### ENTRIES SUPPLIED

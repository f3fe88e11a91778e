use crate::modules::cart::adapters::outbound::catalog_in_memory::InMemoryCatalog;
use crate::modules::cart::adapters::outbound::toast::{OUT_OF_STOCK, PRODUCT_ADDED};
use crate::modules::cart::core::product::ProductId;
use crate::modules::cart::store::{CART_SLOT_KEY, CartStore};
use crate::modules::cart::use_cases::update_product_amount::command::UpdateProductAmount;
use crate::shared::infrastructure::notifier::Notification;
use crate::shared::infrastructure::notifier::in_memory::InMemoryNotifier;
use crate::shared::infrastructure::persistent_slot::PersistentSlot;
use crate::shared::infrastructure::persistent_slot::in_memory::InMemorySlot;
use crate::tests::fixtures::products::make_product;
use crate::tests::fixtures::store::make_catalog;
use std::sync::Arc;

#[tokio::test]
async fn add_add_update_beyond_stock_then_remove() {
    let catalog = Arc::new(InMemoryCatalog::new().with_product(make_product(1), 5));
    let slot = Arc::new(InMemorySlot::new());
    let notifier = Arc::new(InMemoryNotifier::new());
    let store = CartStore::load(catalog, slot.clone(), notifier.clone())
        .await
        .unwrap();

    let cart = store.add_product(ProductId(1)).await.unwrap();
    assert_eq!(cart.len(), 1);
    assert_eq!(cart.amount_of(ProductId(1)), Some(1));

    let cart = store.add_product(ProductId(1)).await.unwrap();
    assert_eq!(cart.len(), 1);
    assert_eq!(cart.amount_of(ProductId(1)), Some(2));

    let result = store
        .update_product_amount(UpdateProductAmount {
            product_id: ProductId(1),
            amount: 10,
        })
        .await;
    assert!(result.is_err());
    assert_eq!(store.cart().await.amount_of(ProductId(1)), Some(2));

    let cart = store.remove_product(ProductId(1)).await.unwrap();
    assert!(cart.is_empty());
    assert_eq!(slot.get(CART_SLOT_KEY).await.unwrap().as_deref(), Some("[]"));

    assert_eq!(
        notifier.take().await,
        vec![
            Notification::success(PRODUCT_ADDED),
            Notification::success(PRODUCT_ADDED),
            Notification::error(OUT_OF_STOCK),
        ]
    );
}

#[tokio::test]
async fn reloading_the_store_restores_the_same_ordered_cart() {
    let slot = Arc::new(InMemorySlot::new());
    let first = CartStore::load(
        Arc::new(make_catalog()),
        slot.clone(),
        Arc::new(InMemoryNotifier::new()),
    )
    .await
    .unwrap();

    first.add_product(ProductId(3)).await.unwrap();
    first.add_product(ProductId(1)).await.unwrap();
    first.add_product(ProductId(2)).await.unwrap();
    first.add_product(ProductId(1)).await.unwrap();
    first
        .update_product_amount(UpdateProductAmount {
            product_id: ProductId(2),
            amount: 4,
        })
        .await
        .unwrap();

    let reloaded = CartStore::load(
        Arc::new(make_catalog()),
        slot,
        Arc::new(InMemoryNotifier::new()),
    )
    .await
    .unwrap();

    assert_eq!(reloaded.cart().await, first.cart().await);
    let ids: Vec<u64> = reloaded.cart().await.entries().iter().map(|e| e.id.0).collect();
    assert_eq!(ids, vec![3, 1, 2]);
}
use std::path::PathBuf;
use std::time::Duration;
use thiserror::Error;

#[derive(Debug, Error, PartialEq, Eq)]
pub enum ConfigError {
    #[error("{key} must be a number, got {value:?}")]
    InvalidNumber { key: &'static str, value: String },
}

#[derive(Debug, Clone, PartialEq, Eq)]
pub struct AppConfig {
    pub host: String,
    pub port: u16,
    pub catalog_url: String,
    pub catalog_timeout: Duration,
    pub slot_path: PathBuf,
}

impl Default for AppConfig {
    fn default() -> Self {
        Self {
            host: "0.0.0.0".into(),
            port: 4000,
            catalog_url: "http://localhost:3333".into(),
            catalog_timeout: Duration::from_millis(5000),
            slot_path: PathBuf::from("data/cart_slot.json"),
        }
    }
}

impl AppConfig {
    /// Reads `CART_*` variables from the process environment. Call
    /// `dotenvy::dotenv()` first to pick up a `.env` file.
    pub fn from_env() -> Result<Self, ConfigError> {
        Self::from_lookup(|key| std::env::var(key).ok())
    }

    pub fn from_lookup(lookup: impl Fn(&str) -> Option<String>) -> Result<Self, ConfigError> {
        let defaults = Self::default();
        let port = match lookup("CART_PORT") {
            Some(value) => parse_number("CART_PORT", value)?,
            None => defaults.port,
        };
        let catalog_timeout = match lookup("CART_CATALOG_TIMEOUT_MS") {
            Some(value) => Duration::from_millis(parse_number("CART_CATALOG_TIMEOUT_MS", value)?),
            None => defaults.catalog_timeout,
        };

        Ok(Self {
            host: lookup("CART_HOST").unwrap_or(defaults.host),
            port,
            catalog_url: lookup("CART_CATALOG_URL").unwrap_or(defaults.catalog_url),
            catalog_timeout,
            slot_path: lookup("CART_SLOT_PATH").map(PathBuf::from).unwrap_or(defaults.slot_path),
        })
    }

    /// Host and port to listen on. The host may be a name; it is resolved
    /// when the listener binds.
    pub fn bind_target(&self) -> (&str, u16) {
        (self.host.as_str(), self.port)
    }
}

fn parse_number<T: std::str::FromStr>(key: &'static str, value: String) -> Result<T, ConfigError> {
    value
        .trim()
        .parse()
        .map_err(|_| ConfigError::InvalidNumber { key, value })
}
pub mod config;

pub mod shared {
    pub mod infrastructure {
        pub mod notifier;
        pub mod persistent_slot;
    }
}

pub mod modules {
    pub mod cart {
        pub mod errors;
        pub mod store;
        pub mod core {
            pub mod cart;
            pub mod decision;
            pub mod product;
        }
        pub mod use_cases {
            pub mod add_product {
                pub mod decide;
                pub mod handler;
                pub mod inbound {
                    pub mod graphql;
                    pub mod http;
                }
            }
            pub mod remove_product {
                pub mod decide;
                pub mod handler;
                pub mod inbound {
                    pub mod graphql;
                    pub mod http;
                }
            }
            pub mod update_product_amount {
                pub mod command;
                pub mod decide;
                pub mod handler;
                pub mod inbound {
                    pub mod graphql;
                    pub mod http;
                }
            }
            pub mod get_cart {
                pub mod inbound {
                    pub mod graphql;
                    pub mod http;
                }
            }
        }
        pub mod adapters {
            pub mod inbound {
                pub mod graphql_error;
                pub mod http_response;
            }
            pub mod outbound {
                pub mod catalog;
                pub mod catalog_http;
                pub mod catalog_in_memory;
                pub mod toast;
            }
        }
    }
}

pub mod shell;
use crate::shared::infrastructure::persistent_slot::{PersistentSlot, SlotError};
use std::collections::HashMap;
use std::sync::atomic::{AtomicBool, AtomicUsize, Ordering};
use tokio::sync::RwLock;

#[derive(Default)]
pub struct InMemorySlot {
    values: RwLock<HashMap<String, String>>,
    writes: AtomicUsize,
    is_offline: AtomicBool,
}

impl InMemorySlot {
    pub fn new() -> Self {
        Self::default()
    }

    pub fn with_value(key: &str, value: impl Into<String>) -> Self {
        let values = HashMap::from([(key.to_string(), value.into())]);
        Self {
            values: RwLock::new(values),
            ..Self::default()
        }
    }

    pub fn toggle_offline(&self) {
        self.is_offline.fetch_xor(true, Ordering::SeqCst);
    }

    fn ensure_online(&self) -> Result<(), SlotError> {
        if self.is_offline.load(Ordering::SeqCst) {
            return Err(SlotError::Backend("Slot offline".into()));
        }
        Ok(())
    }

    pub fn write_count(&self) -> usize {
        self.writes.load(Ordering::SeqCst)
    }
}

#[async_trait::async_trait]
impl PersistentSlot for InMemorySlot {
    async fn get(&self, key: &str) -> Result<Option<String>, SlotError> {
        self.ensure_online()?;
        Ok(self.values.read().await.get(key).cloned())
    }

    async fn set(&self, key: &str, value: &str) -> Result<(), SlotError> {
        self.ensure_online()?;
        self.values
            .write()
            .await
            .insert(key.to_string(), value.to_string());
        self.writes.fetch_add(1, Ordering::SeqCst);
        Ok(())
    }
}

### WHAT NEEDS TO BE DONE
Counting only lines that hold "command", state how many appear in the records, and give nothing but the number.

### THE COMPLETED TASK
2